[Provided records]
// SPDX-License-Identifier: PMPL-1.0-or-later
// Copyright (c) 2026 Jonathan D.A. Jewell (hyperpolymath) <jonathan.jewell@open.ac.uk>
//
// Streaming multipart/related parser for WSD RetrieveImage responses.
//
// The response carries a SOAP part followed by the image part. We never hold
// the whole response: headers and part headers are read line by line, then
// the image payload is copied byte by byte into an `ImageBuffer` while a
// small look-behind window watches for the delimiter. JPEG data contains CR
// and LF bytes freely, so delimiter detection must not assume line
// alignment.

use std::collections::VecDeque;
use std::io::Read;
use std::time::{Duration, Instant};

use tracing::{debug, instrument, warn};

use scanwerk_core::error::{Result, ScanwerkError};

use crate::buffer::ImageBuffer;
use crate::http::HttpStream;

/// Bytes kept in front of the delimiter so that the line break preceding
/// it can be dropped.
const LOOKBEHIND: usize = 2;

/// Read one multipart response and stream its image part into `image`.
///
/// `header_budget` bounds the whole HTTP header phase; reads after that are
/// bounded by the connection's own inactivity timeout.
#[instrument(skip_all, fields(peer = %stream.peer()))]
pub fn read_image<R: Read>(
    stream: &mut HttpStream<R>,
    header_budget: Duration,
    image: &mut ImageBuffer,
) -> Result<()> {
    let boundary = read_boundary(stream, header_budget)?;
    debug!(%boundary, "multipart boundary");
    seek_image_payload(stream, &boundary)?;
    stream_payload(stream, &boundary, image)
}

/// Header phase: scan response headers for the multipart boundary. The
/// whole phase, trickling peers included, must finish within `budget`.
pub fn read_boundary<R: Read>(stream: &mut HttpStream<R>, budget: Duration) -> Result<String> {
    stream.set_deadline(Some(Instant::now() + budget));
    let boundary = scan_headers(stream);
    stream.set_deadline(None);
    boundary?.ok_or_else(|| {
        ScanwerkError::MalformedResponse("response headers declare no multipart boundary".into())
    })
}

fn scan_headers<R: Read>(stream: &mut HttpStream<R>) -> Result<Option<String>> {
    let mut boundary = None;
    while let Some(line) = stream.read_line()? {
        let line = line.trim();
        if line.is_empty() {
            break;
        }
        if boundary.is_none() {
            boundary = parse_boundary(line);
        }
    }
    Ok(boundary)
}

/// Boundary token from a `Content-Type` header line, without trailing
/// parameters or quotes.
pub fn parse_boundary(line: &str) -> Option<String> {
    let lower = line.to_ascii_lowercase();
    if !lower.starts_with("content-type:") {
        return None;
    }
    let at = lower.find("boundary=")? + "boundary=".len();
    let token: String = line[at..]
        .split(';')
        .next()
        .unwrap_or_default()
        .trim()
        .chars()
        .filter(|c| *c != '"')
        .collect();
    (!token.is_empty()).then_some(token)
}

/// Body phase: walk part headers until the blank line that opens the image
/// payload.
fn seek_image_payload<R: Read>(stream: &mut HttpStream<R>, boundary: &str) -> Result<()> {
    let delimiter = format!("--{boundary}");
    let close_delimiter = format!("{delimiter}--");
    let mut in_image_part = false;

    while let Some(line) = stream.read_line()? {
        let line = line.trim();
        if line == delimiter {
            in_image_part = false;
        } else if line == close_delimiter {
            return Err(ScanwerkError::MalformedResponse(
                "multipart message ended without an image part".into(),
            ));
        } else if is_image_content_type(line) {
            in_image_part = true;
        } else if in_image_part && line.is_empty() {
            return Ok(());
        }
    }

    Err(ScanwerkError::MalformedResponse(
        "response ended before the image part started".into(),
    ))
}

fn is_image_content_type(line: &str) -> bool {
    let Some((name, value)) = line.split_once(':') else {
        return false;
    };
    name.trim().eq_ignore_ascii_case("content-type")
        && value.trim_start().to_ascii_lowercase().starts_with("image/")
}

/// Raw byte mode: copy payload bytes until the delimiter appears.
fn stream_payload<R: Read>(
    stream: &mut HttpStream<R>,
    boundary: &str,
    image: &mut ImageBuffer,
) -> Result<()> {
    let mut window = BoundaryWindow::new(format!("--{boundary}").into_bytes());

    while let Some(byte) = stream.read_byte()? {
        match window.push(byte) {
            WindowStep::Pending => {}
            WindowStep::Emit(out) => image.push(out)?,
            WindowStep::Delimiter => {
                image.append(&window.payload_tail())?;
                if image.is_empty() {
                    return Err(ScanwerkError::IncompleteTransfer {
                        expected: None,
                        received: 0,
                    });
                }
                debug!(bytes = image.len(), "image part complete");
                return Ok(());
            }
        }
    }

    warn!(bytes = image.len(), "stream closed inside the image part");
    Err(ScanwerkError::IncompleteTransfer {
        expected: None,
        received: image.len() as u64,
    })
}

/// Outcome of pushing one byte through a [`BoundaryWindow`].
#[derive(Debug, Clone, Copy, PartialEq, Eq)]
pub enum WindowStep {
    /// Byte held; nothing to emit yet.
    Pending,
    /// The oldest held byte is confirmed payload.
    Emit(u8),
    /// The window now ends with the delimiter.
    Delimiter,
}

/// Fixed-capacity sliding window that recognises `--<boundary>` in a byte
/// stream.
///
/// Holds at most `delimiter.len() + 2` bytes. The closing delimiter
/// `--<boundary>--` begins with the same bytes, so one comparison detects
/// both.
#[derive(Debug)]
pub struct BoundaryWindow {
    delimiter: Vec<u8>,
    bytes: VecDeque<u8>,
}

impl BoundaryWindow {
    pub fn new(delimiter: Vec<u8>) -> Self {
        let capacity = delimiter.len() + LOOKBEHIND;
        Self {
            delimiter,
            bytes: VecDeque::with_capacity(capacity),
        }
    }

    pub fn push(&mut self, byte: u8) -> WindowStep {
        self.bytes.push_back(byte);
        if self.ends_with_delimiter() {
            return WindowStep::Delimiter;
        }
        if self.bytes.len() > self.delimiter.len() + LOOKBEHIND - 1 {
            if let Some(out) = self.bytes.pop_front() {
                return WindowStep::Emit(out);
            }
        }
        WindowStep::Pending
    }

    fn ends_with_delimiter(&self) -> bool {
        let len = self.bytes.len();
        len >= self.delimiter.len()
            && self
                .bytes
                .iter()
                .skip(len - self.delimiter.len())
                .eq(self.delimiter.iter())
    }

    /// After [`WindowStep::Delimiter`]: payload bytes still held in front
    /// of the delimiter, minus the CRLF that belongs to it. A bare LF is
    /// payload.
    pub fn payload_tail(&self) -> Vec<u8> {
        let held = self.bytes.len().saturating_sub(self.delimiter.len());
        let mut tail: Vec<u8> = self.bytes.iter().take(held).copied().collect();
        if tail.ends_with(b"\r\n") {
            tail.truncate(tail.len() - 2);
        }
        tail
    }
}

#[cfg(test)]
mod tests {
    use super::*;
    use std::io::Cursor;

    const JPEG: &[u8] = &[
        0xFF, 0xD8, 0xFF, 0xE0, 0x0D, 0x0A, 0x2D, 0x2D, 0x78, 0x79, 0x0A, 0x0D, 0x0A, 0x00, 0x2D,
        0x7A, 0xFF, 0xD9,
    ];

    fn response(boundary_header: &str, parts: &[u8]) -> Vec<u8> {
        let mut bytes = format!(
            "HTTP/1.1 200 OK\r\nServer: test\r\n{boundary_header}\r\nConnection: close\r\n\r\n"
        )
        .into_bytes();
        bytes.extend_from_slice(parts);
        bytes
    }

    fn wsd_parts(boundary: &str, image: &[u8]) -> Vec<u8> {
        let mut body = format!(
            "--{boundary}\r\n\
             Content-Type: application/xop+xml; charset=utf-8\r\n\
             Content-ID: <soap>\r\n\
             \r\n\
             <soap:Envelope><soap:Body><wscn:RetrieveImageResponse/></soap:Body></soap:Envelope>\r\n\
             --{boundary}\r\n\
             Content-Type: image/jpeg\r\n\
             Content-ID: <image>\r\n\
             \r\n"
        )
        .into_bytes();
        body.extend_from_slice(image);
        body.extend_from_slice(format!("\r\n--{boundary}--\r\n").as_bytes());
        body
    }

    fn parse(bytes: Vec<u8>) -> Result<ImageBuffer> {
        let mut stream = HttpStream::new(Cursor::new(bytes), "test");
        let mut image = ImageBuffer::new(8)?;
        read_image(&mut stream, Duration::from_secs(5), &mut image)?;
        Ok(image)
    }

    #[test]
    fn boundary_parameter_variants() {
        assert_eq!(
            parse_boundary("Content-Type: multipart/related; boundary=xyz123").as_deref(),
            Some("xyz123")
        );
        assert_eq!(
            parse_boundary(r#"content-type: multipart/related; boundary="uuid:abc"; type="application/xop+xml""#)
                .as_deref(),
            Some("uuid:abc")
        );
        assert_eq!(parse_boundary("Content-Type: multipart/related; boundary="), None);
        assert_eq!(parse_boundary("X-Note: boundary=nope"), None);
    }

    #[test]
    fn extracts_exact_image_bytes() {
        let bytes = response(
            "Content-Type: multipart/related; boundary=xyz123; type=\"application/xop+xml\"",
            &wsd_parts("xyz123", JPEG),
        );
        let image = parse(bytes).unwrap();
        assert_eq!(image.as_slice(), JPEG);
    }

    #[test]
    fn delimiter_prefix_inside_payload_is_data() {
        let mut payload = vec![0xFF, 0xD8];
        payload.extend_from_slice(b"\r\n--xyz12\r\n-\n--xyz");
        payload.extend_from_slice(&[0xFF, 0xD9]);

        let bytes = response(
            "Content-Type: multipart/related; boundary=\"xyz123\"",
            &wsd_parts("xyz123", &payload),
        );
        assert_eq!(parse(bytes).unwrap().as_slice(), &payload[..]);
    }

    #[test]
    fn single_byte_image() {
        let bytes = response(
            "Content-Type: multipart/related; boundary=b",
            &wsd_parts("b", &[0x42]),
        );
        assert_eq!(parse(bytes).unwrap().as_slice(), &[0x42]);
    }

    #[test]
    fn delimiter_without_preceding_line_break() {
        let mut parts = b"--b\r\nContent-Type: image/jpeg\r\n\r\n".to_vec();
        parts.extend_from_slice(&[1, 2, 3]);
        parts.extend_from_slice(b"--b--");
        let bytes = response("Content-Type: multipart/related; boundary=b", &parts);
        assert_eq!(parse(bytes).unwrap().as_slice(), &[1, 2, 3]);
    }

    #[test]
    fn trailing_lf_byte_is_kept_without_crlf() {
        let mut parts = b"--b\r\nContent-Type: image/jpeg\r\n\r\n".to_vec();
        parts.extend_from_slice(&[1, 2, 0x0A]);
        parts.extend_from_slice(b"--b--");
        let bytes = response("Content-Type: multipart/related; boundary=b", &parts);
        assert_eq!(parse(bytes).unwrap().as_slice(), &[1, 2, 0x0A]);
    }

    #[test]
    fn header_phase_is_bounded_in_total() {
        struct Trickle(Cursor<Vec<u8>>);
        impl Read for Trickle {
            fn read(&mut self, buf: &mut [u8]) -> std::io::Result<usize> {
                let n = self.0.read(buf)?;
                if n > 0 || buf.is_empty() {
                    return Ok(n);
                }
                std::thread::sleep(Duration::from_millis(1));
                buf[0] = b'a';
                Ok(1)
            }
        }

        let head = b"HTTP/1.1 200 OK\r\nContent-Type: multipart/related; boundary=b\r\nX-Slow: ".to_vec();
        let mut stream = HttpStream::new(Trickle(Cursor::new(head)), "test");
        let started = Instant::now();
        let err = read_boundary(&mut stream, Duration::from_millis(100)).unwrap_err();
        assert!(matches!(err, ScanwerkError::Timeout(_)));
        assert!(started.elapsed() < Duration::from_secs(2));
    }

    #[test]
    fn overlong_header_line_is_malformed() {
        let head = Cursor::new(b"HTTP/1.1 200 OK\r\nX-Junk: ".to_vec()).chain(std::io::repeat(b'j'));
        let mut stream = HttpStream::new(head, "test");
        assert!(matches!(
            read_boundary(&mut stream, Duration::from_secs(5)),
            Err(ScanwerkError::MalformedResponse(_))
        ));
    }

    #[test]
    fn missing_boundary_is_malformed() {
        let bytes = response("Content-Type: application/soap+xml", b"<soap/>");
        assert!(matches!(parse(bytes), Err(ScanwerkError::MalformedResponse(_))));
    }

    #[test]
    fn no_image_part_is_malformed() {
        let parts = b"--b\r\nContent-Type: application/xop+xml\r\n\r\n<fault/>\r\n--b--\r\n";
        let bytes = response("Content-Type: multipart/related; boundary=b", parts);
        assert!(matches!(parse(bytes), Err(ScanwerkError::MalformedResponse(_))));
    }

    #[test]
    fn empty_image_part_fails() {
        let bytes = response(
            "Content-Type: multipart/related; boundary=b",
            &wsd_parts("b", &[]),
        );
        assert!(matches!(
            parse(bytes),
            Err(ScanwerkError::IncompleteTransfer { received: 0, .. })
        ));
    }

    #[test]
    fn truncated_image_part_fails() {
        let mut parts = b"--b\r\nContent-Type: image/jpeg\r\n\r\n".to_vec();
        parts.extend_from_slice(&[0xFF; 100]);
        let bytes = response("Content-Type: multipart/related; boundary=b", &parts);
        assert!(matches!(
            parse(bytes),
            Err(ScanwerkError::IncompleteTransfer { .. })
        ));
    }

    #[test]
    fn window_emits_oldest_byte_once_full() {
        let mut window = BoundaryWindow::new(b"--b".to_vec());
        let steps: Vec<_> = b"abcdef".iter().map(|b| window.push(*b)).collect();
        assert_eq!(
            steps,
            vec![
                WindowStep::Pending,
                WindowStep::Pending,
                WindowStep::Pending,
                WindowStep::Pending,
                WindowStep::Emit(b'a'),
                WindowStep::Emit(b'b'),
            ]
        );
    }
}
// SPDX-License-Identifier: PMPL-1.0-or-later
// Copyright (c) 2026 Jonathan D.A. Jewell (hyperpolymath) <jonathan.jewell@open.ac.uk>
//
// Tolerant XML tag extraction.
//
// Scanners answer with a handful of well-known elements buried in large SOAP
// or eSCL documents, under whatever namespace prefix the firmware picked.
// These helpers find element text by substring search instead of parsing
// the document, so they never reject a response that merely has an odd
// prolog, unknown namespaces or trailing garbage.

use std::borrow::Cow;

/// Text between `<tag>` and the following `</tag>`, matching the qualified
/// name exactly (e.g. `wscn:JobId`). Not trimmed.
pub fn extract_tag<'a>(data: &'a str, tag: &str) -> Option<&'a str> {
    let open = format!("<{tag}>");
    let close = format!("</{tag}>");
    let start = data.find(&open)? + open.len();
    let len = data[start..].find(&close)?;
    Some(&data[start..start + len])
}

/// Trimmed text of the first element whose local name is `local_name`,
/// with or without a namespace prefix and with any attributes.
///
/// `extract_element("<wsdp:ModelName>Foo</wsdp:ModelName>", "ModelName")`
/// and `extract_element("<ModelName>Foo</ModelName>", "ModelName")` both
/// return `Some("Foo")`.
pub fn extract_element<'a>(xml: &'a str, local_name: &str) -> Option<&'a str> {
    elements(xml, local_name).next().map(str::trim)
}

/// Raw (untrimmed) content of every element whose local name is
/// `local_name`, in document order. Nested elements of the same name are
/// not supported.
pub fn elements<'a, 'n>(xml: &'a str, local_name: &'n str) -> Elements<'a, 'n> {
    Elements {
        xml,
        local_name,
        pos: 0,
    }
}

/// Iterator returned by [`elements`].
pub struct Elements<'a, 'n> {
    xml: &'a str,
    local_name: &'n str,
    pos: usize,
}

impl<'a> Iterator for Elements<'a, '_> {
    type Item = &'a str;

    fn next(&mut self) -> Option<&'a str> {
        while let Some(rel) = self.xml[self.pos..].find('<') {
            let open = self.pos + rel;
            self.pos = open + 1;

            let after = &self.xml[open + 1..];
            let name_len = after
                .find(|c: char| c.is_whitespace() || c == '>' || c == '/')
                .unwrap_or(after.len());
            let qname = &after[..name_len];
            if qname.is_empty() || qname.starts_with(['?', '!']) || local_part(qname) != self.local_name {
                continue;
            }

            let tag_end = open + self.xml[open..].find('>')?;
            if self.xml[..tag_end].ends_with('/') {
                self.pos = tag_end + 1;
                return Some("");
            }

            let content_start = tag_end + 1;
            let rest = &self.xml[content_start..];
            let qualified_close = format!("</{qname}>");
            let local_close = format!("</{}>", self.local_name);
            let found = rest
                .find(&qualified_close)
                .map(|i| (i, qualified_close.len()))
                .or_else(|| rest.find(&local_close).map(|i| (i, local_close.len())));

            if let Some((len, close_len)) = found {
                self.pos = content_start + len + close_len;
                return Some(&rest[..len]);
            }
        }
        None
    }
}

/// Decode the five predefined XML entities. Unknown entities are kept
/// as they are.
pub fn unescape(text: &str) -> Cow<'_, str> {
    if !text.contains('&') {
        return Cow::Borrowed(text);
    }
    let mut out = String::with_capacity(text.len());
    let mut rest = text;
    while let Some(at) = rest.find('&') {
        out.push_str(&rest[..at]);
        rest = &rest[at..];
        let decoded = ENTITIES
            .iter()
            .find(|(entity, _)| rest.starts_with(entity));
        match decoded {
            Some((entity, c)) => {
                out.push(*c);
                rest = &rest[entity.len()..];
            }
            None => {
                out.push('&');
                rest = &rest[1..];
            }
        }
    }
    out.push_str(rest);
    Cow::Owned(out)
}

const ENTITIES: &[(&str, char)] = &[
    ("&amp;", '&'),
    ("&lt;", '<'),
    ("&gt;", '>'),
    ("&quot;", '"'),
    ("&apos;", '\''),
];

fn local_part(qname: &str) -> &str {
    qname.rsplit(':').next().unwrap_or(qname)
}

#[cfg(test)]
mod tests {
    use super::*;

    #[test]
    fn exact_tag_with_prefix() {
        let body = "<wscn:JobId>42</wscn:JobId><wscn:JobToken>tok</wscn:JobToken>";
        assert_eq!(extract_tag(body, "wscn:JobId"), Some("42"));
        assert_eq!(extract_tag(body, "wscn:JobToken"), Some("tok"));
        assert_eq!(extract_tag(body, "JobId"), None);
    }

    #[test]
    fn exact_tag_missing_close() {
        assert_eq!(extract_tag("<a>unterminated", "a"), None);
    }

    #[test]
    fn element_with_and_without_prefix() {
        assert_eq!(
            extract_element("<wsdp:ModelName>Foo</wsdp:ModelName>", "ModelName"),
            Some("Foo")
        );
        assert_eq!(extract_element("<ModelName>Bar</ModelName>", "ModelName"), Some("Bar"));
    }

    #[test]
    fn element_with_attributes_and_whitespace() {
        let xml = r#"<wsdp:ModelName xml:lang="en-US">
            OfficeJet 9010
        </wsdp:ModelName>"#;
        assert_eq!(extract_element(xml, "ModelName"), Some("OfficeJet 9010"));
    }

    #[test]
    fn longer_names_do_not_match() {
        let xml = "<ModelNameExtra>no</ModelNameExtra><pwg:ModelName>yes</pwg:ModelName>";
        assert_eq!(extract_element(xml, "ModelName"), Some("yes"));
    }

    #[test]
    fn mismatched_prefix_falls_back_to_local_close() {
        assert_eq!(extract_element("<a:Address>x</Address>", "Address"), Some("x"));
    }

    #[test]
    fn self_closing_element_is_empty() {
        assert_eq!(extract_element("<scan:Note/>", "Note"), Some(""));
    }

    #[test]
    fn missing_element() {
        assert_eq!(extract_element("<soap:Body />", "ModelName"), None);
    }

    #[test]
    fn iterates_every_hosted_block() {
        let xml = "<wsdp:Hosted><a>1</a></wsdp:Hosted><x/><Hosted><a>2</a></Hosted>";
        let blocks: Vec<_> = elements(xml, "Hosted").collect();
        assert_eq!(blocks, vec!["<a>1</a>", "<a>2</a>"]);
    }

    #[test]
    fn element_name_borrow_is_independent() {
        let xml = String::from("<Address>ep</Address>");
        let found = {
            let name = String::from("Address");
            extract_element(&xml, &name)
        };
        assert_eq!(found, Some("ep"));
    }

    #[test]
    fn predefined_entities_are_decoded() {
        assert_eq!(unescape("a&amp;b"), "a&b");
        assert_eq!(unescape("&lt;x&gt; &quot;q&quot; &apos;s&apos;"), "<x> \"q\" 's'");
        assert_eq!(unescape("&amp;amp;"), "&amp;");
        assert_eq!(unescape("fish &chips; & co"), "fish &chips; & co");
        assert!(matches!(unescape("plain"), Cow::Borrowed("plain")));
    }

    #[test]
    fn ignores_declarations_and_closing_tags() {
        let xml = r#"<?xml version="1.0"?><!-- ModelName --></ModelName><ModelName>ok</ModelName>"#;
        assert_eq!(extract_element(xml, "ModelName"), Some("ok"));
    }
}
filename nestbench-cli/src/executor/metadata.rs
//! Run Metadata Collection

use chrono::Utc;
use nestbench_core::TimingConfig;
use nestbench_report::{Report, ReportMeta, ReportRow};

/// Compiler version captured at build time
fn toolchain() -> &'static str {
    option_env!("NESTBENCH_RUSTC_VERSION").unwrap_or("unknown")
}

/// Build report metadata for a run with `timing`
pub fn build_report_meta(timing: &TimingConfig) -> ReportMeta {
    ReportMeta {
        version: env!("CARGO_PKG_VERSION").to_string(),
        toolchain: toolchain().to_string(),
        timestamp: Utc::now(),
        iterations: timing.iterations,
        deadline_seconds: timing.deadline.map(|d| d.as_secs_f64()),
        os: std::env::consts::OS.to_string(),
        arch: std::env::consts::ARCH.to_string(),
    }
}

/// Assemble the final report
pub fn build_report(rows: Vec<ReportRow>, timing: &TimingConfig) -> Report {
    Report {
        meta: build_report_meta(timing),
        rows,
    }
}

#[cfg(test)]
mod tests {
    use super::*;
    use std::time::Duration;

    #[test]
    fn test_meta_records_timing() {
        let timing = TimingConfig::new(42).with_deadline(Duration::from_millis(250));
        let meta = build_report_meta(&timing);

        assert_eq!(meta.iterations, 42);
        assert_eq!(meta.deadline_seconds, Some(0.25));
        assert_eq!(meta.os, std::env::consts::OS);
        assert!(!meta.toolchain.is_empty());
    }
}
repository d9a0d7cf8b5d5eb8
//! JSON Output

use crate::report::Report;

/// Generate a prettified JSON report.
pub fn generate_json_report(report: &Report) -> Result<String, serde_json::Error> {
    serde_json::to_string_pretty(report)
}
[/Provided records]
**Exercise directions**
Give the number of lines in the data above that include the word "wsdp", with no other words.

**Answer to the problem**
5